## Problem description
Set down every record below exactly as written.

*** Records for this exercise Section Begins ***

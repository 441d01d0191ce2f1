// ===============================
// src/lib.rs
// ===============================
pub mod config;
pub mod convert;
pub mod domain;
pub mod engine;
pub mod errors;
pub mod gateway;   // MirrorVenue + PaperVenue
pub mod locks;
pub mod metrics;
pub mod notifier;
pub mod recorder;
pub mod retry;
pub mod scheduler;
pub mod source;    // SnapshotProvider: REST / mock / scripted
pub mod store;
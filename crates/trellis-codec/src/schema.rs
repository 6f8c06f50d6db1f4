//! Schema declarations.
//!
//! Schemas are static tables: each model kind declares a `&'static [FieldDef]`
//! and the codec walks it. An "array" schema has a single element definition
//! and entries occupy contiguous indices `0..N-1`, `N <= 256`.

use crate::field::FieldType;

/// A static or static-prefix constant on a field.
#[derive(Debug, Clone, Copy, PartialEq, Eq)]
pub struct StaticValue {
    /// The constant bytes.
    pub bytes: &'static [u8],
    /// When set, the constant is only a required prefix of the value.
    ///
    /// Used to identify model types across the hierarchy: a base schema pins
    /// the shared tuple prefix while subtypes extend it.
    pub prefix: bool,
}

impl StaticValue {
    /// Exact-match constant.
    #[must_use]
    pub const fn exact(bytes: &'static [u8]) -> Self {
        Self {
            bytes,
            prefix: false,
        }
    }

    /// Prefix-match constant.
    #[must_use]
    pub const fn prefix(bytes: &'static [u8]) -> Self {
        Self {
            bytes,
            prefix: true,
        }
    }

    /// Whether a value satisfies this constant.
    #[must_use]
    pub fn matches(&self, value: &[u8]) -> bool {
        if self.prefix {
            value.starts_with(self.bytes)
        } else {
            value == self.bytes
        }
    }
}

/// One field declaration.
#[derive(Debug, Clone, Copy)]
pub struct FieldDef {
    /// Field index (0–255), unique and ascending within a schema.
    pub index: u8,
    /// Human name, used in error messages only.
    pub name: &'static str,
    /// Wire type.
    pub ty: FieldType,
    /// Whether pack/unpack fail when the field is absent.
    pub required: bool,
    /// Static or static-prefix constant, if any.
    pub static_value: Option<StaticValue>,
    /// Tighter byte cap for variable fields (defaults to 65 535).
    pub max_len: Option<u16>,
    /// Element schema for `FieldType::Schema` fields.
    pub sub: Option<&'static Schema>,
}

impl FieldDef {
    /// Plain field with no constant and no cap.
    #[must_use]
    pub const fn new(index: u8, name: &'static str, ty: FieldType, required: bool) -> Self {
        Self {
            index,
            name,
            ty,
            required,
            static_value: None,
            max_len: None,
            sub: None,
        }
    }

    /// Attach a static constant.
    #[must_use]
    pub const fn with_static(mut self, value: StaticValue) -> Self {
        self.static_value = Some(value);
        self
    }

    /// Attach a variable-length cap.
    #[must_use]
    pub const fn with_max_len(mut self, max_len: u16) -> Self {
        self.max_len = Some(max_len);
        self
    }

    /// Attach a nested schema.
    #[must_use]
    pub const fn with_sub(mut self, sub: &'static Schema) -> Self {
        self.sub = Some(sub);
        self
    }

    /// Effective byte cap of a variable field.
    #[must_use]
    pub fn effective_max_len(&self) -> usize {
        match self.max_len {
            Some(cap) => cap as usize,
            None => u16::MAX as usize,
        }
    }
}

/// A model schema: an ordered set of field declarations.
#[derive(Debug, Clone, Copy)]
pub struct Schema {
    /// Schema name, used in error context and debugging.
    pub name: &'static str,
    /// Field declarations, ascending by index.
    pub fields: &'static [FieldDef],
    /// Array form: `fields` holds exactly one element definition and entries
    /// occupy contiguous indices from zero.
    pub array: bool,
}

impl Schema {
    /// Record schema over the given field declarations.
    #[must_use]
    pub const fn new(name: &'static str, fields: &'static [FieldDef]) -> Self {
        Self {
            name,
            fields,
            array: false,
        }
    }

    /// Array schema over a single element declaration.
    #[must_use]
    pub const fn array(name: &'static str, element: &'static [FieldDef; 1]) -> Self {
        Self {
            name,
            fields: element,
            array: true,
        }
    }

    /// Look up the declaration governing `index`.
    ///
    /// For array schemas every index maps to the single element declaration.
    #[must_use]
    pub fn field(&self, index: u8) -> Option<&FieldDef> {
        if self.array {
            return self.fields.first();
        }
        self.fields.iter().find(|def| def.index == index)
    }
}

*** Records for this exercise Section Ends ***

## Task response
repository 441d01d0191ce2f1
// ===============================
// src/lib.rs
// ===============================
pub mod config;
pub mod convert;
pub mod domain;
pub mod engine;
pub mod errors;
pub mod gateway;   // MirrorVenue + PaperVenue
pub mod locks;
pub mod metrics;
pub mod notifier;
pub mod recorder;
pub mod retry;
pub mod scheduler;
pub mod source;    // SnapshotProvider: REST / mock / scripted
pub mod store;
filename crates/trellis-codec/src/schema.rs
repository 6f8c06f50d6db1f4
//! Schema declarations.
//!
//! Schemas are static tables: each model kind declares a `&'static [FieldDef]`
//! and the codec walks it. An "array" schema has a single element definition
//! and entries occupy contiguous indices `0..N-1`, `N <= 256`.

use crate::field::FieldType;

/// A static or static-prefix constant on a field.
#[derive(Debug, Clone, Copy, PartialEq, Eq)]
pub struct StaticValue {
    /// The constant bytes.
    pub bytes: &'static [u8],
    /// When set, the constant is only a required prefix of the value.
    ///
    /// Used to identify model types across the hierarchy: a base schema pins
    /// the shared tuple prefix while subtypes extend it.
    pub prefix: bool,
}

impl StaticValue {
    /// Exact-match constant.
    #[must_use]
    pub const fn exact(bytes: &'static [u8]) -> Self {
        Self {
            bytes,
            prefix: false,
        }
    }

    /// Prefix-match constant.
    #[must_use]
    pub const fn prefix(bytes: &'static [u8]) -> Self {
        Self {
            bytes,
            prefix: true,
        }
    }

    /// Whether a value satisfies this constant.
    #[must_use]
    pub fn matches(&self, value: &[u8]) -> bool {
        if self.prefix {
            value.starts_with(self.bytes)
        } else {
            value == self.bytes
        }
    }
}

/// One field declaration.
#[derive(Debug, Clone, Copy)]
pub struct FieldDef {
    /// Field index (0–255), unique and ascending within a schema.
    pub index: u8,
    /// Human name, used in error messages only.
    pub name: &'static str,
    /// Wire type.
    pub ty: FieldType,
    /// Whether pack/unpack fail when the field is absent.
    pub required: bool,
    /// Static or static-prefix constant, if any.
    pub static_value: Option<StaticValue>,
    /// Tighter byte cap for variable fields (defaults to 65 535).
    pub max_len: Option<u16>,
    /// Element schema for `FieldType::Schema` fields.
    pub sub: Option<&'static Schema>,
}

impl FieldDef {
    /// Plain field with no constant and no cap.
    #[must_use]
    pub const fn new(index: u8, name: &'static str, ty: FieldType, required: bool) -> Self {
        Self {
            index,
            name,
            ty,
            required,
            static_value: None,
            max_len: None,
            sub: None,
        }
    }

    /// Attach a static constant.
    #[must_use]
    pub const fn with_static(mut self, value: StaticValue) -> Self {
        self.static_value = Some(value);
        self
    }

    /// Attach a variable-length cap.
    #[must_use]
    pub const fn with_max_len(mut self, max_len: u16) -> Self {
        self.max_len = Some(max_len);
        self
    }

    /// Attach a nested schema.
    #[must_use]
    pub const fn with_sub(mut self, sub: &'static Schema) -> Self {
        self.sub = Some(sub);
        self
    }

    /// Effective byte cap of a variable field.
    #[must_use]
    pub fn effective_max_len(&self) -> usize {
        match self.max_len {
            Some(cap) => cap as usize,
            None => u16::MAX as usize,
        }
    }
}

/// A model schema: an ordered set of field declarations.
#[derive(Debug, Clone, Copy)]
pub struct Schema {
    /// Schema name, used in error context and debugging.
    pub name: &'static str,
    /// Field declarations, ascending by index.
    pub fields: &'static [FieldDef],
    /// Array form: `fields` holds exactly one element definition and entries
    /// occupy contiguous indices from zero.
    pub array: bool,
}

impl Schema {
    /// Record schema over the given field declarations.
    #[must_use]
    pub const fn new(name: &'static str, fields: &'static [FieldDef]) -> Self {
        Self {
            name,
            fields,
            array: false,
        }
    }

    /// Array schema over a single element declaration.
    #[must_use]
    pub const fn array(name: &'static str, element: &'static [FieldDef; 1]) -> Self {
        Self {
            name,
            fields: element,
            array: true,
        }
    }

    /// Look up the declaration governing `index`.
    ///
    /// For array schemas every index maps to the single element declaration.
    #[must_use]
    pub fn field(&self, index: u8) -> Option<&FieldDef> {
        if self.array {
            return self.fields.first();
        }
        self.fields.iter().find(|def| def.index == index)
    }
}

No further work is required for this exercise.